Work item: Scan the entries that follow and work out how many lines contain "replaced". Give the number and nothing else.

Data items
##############################

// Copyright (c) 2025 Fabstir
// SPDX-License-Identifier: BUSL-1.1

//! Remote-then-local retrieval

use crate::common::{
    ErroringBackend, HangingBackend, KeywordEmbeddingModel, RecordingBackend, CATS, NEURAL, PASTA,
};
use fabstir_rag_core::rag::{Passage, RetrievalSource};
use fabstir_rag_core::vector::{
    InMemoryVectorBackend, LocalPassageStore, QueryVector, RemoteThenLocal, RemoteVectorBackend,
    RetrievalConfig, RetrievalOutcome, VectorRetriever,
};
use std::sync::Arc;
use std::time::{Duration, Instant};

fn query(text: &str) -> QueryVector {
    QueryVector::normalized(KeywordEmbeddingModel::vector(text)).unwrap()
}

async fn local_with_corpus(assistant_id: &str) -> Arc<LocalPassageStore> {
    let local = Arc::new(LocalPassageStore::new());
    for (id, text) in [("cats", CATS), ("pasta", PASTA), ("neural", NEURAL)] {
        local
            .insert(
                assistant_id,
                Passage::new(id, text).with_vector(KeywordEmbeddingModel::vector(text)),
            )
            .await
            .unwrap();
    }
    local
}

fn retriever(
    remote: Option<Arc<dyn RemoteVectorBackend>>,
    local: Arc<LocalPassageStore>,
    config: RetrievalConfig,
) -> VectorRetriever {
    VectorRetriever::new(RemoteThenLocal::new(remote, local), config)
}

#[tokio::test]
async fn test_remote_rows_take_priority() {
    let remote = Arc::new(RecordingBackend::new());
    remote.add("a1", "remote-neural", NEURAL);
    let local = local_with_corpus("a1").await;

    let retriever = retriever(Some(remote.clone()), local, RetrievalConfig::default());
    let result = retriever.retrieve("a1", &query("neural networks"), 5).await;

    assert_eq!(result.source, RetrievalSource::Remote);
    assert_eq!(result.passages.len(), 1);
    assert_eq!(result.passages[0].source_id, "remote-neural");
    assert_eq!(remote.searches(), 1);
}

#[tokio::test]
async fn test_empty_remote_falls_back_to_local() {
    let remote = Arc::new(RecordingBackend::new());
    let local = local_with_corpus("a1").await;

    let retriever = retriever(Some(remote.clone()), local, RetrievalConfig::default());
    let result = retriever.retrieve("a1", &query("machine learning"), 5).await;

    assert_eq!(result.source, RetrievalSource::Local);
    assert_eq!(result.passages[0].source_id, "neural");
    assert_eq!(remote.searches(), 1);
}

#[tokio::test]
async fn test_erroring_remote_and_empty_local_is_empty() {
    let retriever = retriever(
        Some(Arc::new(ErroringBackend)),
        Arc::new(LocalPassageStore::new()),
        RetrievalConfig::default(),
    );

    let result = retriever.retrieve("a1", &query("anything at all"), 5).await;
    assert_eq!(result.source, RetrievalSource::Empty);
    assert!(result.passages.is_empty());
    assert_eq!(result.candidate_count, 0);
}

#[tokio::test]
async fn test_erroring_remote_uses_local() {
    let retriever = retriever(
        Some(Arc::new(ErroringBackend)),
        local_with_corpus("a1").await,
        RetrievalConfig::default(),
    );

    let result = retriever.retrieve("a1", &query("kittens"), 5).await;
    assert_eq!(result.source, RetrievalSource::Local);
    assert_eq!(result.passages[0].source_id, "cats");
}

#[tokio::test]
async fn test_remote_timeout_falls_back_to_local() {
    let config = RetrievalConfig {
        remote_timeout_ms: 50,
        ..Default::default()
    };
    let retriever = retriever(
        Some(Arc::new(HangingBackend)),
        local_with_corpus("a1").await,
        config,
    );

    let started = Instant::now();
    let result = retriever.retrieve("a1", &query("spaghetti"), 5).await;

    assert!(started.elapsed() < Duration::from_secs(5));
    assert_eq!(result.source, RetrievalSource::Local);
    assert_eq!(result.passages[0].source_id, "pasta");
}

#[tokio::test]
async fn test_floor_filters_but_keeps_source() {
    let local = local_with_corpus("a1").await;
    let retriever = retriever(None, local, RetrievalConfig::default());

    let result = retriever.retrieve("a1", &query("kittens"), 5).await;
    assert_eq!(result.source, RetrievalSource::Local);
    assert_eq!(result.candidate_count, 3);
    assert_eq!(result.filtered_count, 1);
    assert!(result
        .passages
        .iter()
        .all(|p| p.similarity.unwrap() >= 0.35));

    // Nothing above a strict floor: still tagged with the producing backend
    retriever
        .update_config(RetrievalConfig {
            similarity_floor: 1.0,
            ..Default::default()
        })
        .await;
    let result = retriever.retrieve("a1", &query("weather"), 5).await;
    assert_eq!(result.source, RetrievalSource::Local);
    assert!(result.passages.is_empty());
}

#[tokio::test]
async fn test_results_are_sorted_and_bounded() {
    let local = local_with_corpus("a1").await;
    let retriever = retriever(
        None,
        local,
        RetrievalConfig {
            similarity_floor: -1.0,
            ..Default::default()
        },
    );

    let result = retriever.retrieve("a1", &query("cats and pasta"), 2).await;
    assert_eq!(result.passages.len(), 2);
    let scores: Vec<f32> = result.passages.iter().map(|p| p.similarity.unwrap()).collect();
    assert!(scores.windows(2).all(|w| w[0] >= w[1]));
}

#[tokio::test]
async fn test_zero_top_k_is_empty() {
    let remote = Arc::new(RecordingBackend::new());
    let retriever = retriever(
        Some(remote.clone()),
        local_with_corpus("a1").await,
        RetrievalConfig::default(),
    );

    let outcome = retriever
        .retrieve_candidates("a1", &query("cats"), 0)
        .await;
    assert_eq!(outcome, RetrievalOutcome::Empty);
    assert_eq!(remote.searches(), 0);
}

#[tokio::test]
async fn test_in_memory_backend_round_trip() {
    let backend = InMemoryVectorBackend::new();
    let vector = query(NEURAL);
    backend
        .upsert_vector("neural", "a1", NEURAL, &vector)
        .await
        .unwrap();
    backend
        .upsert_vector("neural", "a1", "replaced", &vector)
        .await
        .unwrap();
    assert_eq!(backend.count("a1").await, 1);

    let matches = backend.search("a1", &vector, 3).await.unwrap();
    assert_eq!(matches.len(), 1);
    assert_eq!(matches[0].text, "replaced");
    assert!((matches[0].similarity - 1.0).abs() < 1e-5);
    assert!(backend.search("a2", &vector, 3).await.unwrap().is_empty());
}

##############################

Answer to this exercise: 2